I learned a great deal from each of the selections in this anthology. And about so many things. Perhaps most obviously, living while black and writing on race stand out; as would be expected in a book that takes cues for its title from James Baldwin's now classic book, The Fire Next Time (1962).
Yet what resonated most powerfully with me while reading this new volume were the thoughtful reflections on the joys and anxieties attendant to raising children--and raising black children, in particular--in this peculiar historical moment. A moment when, now, a black president is at once an undeniable reality and a thing of the past even as the racial (that is, the overtly anti-black) pasts that many thought (or hoped and wished) were long behind us are the stuff of the everyday news cycle.
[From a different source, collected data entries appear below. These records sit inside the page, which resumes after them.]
//! Leading-edge throttle over a [`TimerScheduler`].
//!
//! The first trigger runs the action immediately. After that, a trigger
//! schedules one deferred run `interval` later unless one is already pending,
//! in which case it is dropped. Triggers carry no payload: the action reads
//! whatever live state it needs when it finally runs.

use generatoc_traits::{TimerId, TimerScheduler};
use std::cell::RefCell;
use std::fmt;
use std::rc::Rc;
use std::time::Duration;

#[derive(Debug, Default)]
struct ThrottleState {
    fired_once: bool,
    pending: Option<TimerId>,
}

struct ThrottleInner {
    scheduler: Rc<dyn TimerScheduler>,
    interval: Duration,
    action: Box<dyn Fn()>,
    state: RefCell<ThrottleState>,
}

/// A cloneable handle; clones share the same pending timer.
#[derive(Clone)]
pub struct Throttle {
    inner: Rc<ThrottleInner>,
}

impl Throttle {
    pub fn new(
        scheduler: Rc<dyn TimerScheduler>,
        interval: Duration,
        action: impl Fn() + 'static,
    ) -> Self {
        Self {
            inner: Rc::new(ThrottleInner {
                scheduler,
                interval,
                action: Box::new(action),
                state: RefCell::new(ThrottleState::default()),
            }),
        }
    }

    pub fn interval(&self) -> Duration {
        self.inner.interval
    }

    pub fn trigger(&self) {
        let first = {
            let mut state = self.inner.state.borrow_mut();
            if state.pending.is_some() {
                return;
            }
            !std::mem::replace(&mut state.fired_once, true)
        };
        if first {
            (self.inner.action)();
            return;
        }

        let weak = Rc::downgrade(&self.inner);
        let scheduled = self.inner.scheduler.set_timeout(
            self.inner.interval,
            Box::new(move || {
                if let Some(inner) = weak.upgrade() {
                    inner.state.borrow_mut().pending = None;
                    (inner.action)();
                }
            }),
        );
        match scheduled {
            Some(id) => self.inner.state.borrow_mut().pending = Some(id),
            None => {
                log::warn!("Timer refused; running throttled action now");
                (self.inner.action)();
            }
        }
    }

    pub fn is_pending(&self) -> bool {
        self.inner.state.borrow().pending.is_some()
    }

    /// Cancels the pending run, if any. The action will not run for it.
    pub fn cancel(&self) {
        let pending = self.inner.state.borrow_mut().pending.take();
        if let Some(id) = pending {
            log::trace!("Cancelling pending throttle timer {:?}", id);
            self.inner.scheduler.clear_timeout(id);
        }
    }
}

impl fmt::Debug for Throttle {
    fn fmt(&self, f: &mut fmt::Formatter<'_>) -> fmt::Result {
        let state = self.inner.state.borrow();
        f.debug_struct("Throttle")
            .field("interval", &self.inner.interval)
            .field("fired_once", &state.fired_once)
            .field("pending", &state.pending)
            .finish()
    }
}

#[cfg(test)]
mod tests {
    use super::*;
    use generatoc_traits::ManualScheduler;
    use std::cell::Cell;

    fn ms(v: u64) -> Duration {
        Duration::from_millis(v)
    }

    fn counting(scheduler: &Rc<ManualScheduler>) -> (Throttle, Rc<RefCell<Vec<Duration>>>) {
        let runs = Rc::new(RefCell::new(Vec::new()));
        let r = runs.clone();
        let clock = scheduler.clone();
        let throttle = Throttle::new(scheduler.clone(), ms(500), move || {
            r.borrow_mut().push(clock.now())
        });
        (throttle, runs)
    }

    #[test]
    fn test_first_trigger_runs_immediately() {
        let scheduler = Rc::new(ManualScheduler::new());
        let (throttle, runs) = counting(&scheduler);

        throttle.trigger();
        assert_eq!(*runs.borrow(), vec![ms(0)]);
        assert!(!throttle.is_pending());
    }

    #[test]
    fn test_rapid_triggers_coalesce_to_two_runs() {
        let scheduler = Rc::new(ManualScheduler::new());
        let (throttle, runs) = counting(&scheduler);

        throttle.trigger();
        scheduler.advance_to(ms(10));
        throttle.trigger();
        scheduler.advance_to(ms(20));
        throttle.trigger();
        assert!(throttle.is_pending());
        assert_eq!(scheduler.pending_timers(), 1);

        scheduler.advance_to(ms(2000));
        assert_eq!(*runs.borrow(), vec![ms(0), ms(510)]);
        assert!(!throttle.is_pending());
    }

    #[test]
    fn test_trigger_after_deferred_run_schedules_again() {
        let scheduler = Rc::new(ManualScheduler::new());
        let (throttle, runs) = counting(&scheduler);

        throttle.trigger();
        throttle.trigger();
        scheduler.advance_to(ms(600));
        throttle.trigger();
        scheduler.advance_to(ms(1200));
        assert_eq!(*runs.borrow(), vec![ms(0), ms(500), ms(1100)]);
    }

    #[test]
    fn test_cancel_prevents_pending_run() {
        let scheduler = Rc::new(ManualScheduler::new());
        let (throttle, runs) = counting(&scheduler);

        throttle.trigger();
        throttle.trigger();
        throttle.cancel();
        assert_eq!(scheduler.pending_timers(), 0);

        scheduler.advance_to(ms(1000));
        assert_eq!(runs.borrow().len(), 1);
    }

    #[test]
    fn test_dropped_throttle_does_not_run() {
        let scheduler = Rc::new(ManualScheduler::new());
        let count = Rc::new(Cell::new(0));
        let c = count.clone();
        let throttle = Throttle::new(scheduler.clone(), ms(100), move || c.set(c.get() + 1));

        throttle.trigger();
        throttle.trigger();
        drop(throttle);

        scheduler.advance_to(ms(500));
        assert_eq!(count.get(), 1);
    }

    #[test]
    fn test_clones_share_pending_timer() {
        let scheduler = Rc::new(ManualScheduler::new());
        let (throttle, runs) = counting(&scheduler);
        let other = throttle.clone();

        throttle.trigger();
        other.trigger();
        throttle.trigger();
        assert_eq!(scheduler.pending_timers(), 1);
        scheduler.advance_to(ms(500));
        assert_eq!(runs.borrow().len(), 2);
    }

    struct RefusingScheduler;

    impl TimerScheduler for RefusingScheduler {
        fn set_timeout(&self, _delay: Duration, _callback: Box<dyn FnOnce()>) -> Option<TimerId> {
            None
        }

        fn clear_timeout(&self, _id: TimerId) {}
    }

    #[test]
    fn test_refused_timer_runs_action_and_stays_idle() {
        let count = Rc::new(Cell::new(0));
        let c = count.clone();
        let throttle = Throttle::new(Rc::new(RefusingScheduler), ms(100), move || {
            c.set(c.get() + 1)
        });

        throttle.trigger();
        throttle.trigger();
        assert!(!throttle.is_pending());
        throttle.trigger();
        assert_eq!(count.get(), 3);
    }
}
So much more that could be said... For now, what follows is an excerpt from the essay, followed by link to full piece on Public Books.
"James Baldwin’s legacy looms powerfully in this current moment. This may be all the more true for black writers. Rachel Kaadzi Ghansah, one of the contributors to Jesmyn Ward’s timely new anthology of essays about race in the United States, admits that she has often “found time to pray intensely at the altar of Baldwin.” Her religious metaphor is apt. Baldwin was both a secular master of the American essay and novel, and a spiritual seer on race matters. At the same time, his writing often hummed in the registers of the Afro-Protestant churches where he first heard the Word call him by name.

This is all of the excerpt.